Come vincolo per non perdere i fondi Pnrr (5. 411. 458 euro per il fronte del tessile e 10 milioni per il riciclo) l’opera deve essere conclusa entro il giugno 2026 all’interno del fabbricato, acquistato da RetiAmbiente con impianto fotovoltaico realizzato sulla copertura.
Il 28 gennaio il Tar valuterà nel merito il ricorso del Comune di Porcari contro la struttura. L’impianto si trova nella zona industriale di Lunata, ma di fatto gli effetti, dalla vicinanza alle case a tutto quello che gravita intorno all’area, ricade in gran parte su Porcari. Di qui la presa di coscienza più immediata e rumorosa della comunità porcarese, affiancata dal coordinamento dei comitati ambientali della Piana. Al centro della discussione che da politica è diventata tecnico-giuridica, c’è l’autorizzazione concessa a RetiAmbiente in occasione della conferenza dei servizi.

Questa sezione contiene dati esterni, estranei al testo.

use axum::{
    extract::{FromRef, State},
    routing::{get, post},
    Json, Router,
};
use tracing::{info, instrument, warn};

use crate::{
    auth::{
        dto::{AuthResponse, LoginRequest, PublicUser, RefreshRequest},
        repo,
        services::{verify_password, AuthUser, JwtKeys},
    },
    error::{AppError, ValidationErrors},
    state::AppState,
};

pub fn auth_routes() -> Router<AppState> {
    Router::new()
        .route("/auth/login", post(login))
        .route("/auth/refresh", post(refresh))
}

pub fn me_routes() -> Router<AppState> {
    Router::new().route("/me", get(get_me))
}

fn issue_tokens(state: &AppState, user: crate::auth::repo_types::User) -> Result<AuthResponse, AppError> {
    let keys = JwtKeys::from_ref(state);
    let access_token = keys.sign_access(user.id)?;
    let refresh_token = keys.sign_refresh(user.id)?;
    Ok(AuthResponse {
        access_token,
        refresh_token,
        user: user.into(),
    })
}

#[instrument(skip(state, payload))]
pub async fn login(
    State(state): State<AppState>,
    Json(payload): Json<LoginRequest>,
) -> Result<Json<AuthResponse>, AppError> {
    let username = payload.username.trim();

    let mut errors = ValidationErrors::new();
    if username.is_empty() {
        errors.add("username", "This field is required.");
    }
    if payload.password.is_empty() {
        errors.add("password", "This field is required.");
    }
    errors.into_result(())?;

    let mut conn = state.db.acquire().await?;
    let Some(user) = repo::find_by_username(&mut conn, username).await? else {
        warn!(%username, "login unknown username");
        return Err(AppError::Unauthorized("Invalid username or password".into()));
    };
    drop(conn);

    if !verify_password(&payload.password, &user.password_hash)? {
        warn!(%username, user_id = user.id, "login invalid password");
        return Err(AppError::Unauthorized("Invalid username or password".into()));
    }

    info!(user_id = user.id, %username, "user logged in");
    Ok(Json(issue_tokens(&state, user)?))
}

#[instrument(skip(state, payload))]
pub async fn refresh(
    State(state): State<AppState>,
    Json(payload): Json<RefreshRequest>,
) -> Result<Json<AuthResponse>, AppError> {
    let keys = JwtKeys::from_ref(&state);
    let claims = keys
        .verify_refresh(&payload.refresh_token)
        .map_err(|e| AppError::Unauthorized(e.to_string()))?;

    let mut conn = state.db.acquire().await?;
    let user = repo::find_by_id(&mut conn, claims.sub)
        .await?
        .ok_or_else(|| AppError::Unauthorized("User not found".into()))?;
    drop(conn);

    Ok(Json(issue_tokens(&state, user)?))
}

#[instrument(skip(state))]
pub async fn get_me(
    State(state): State<AppState>,
    AuthUser(user_id): AuthUser,
) -> Result<Json<PublicUser>, AppError> {
    let mut conn = state.db.acquire().await?;
    let user = repo::find_by_id(&mut conn, user_id).await?.ok_or_else(|| {
        warn!(user_id, "token for missing user");
        AppError::Unauthorized("User not found".into())
    })?;
    Ok(Json(user.into()))
}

I rilievi posti da chi era contrario sono stati superati, ma per il fronte del no restano lacune che l’autorizzazione non poteva colmare. Il vincolo idrogeologico dell’area, la copertura finanziaria che i detrattori sostengono non essere sufficienti a coprire i costi fino alla reale funzionalità dell’impianto, il cui unico precedente in provincia di Treviso aveva mostrato forti limiti e che è stato riveduto e corretto con un secondo impianto avviato a settembre.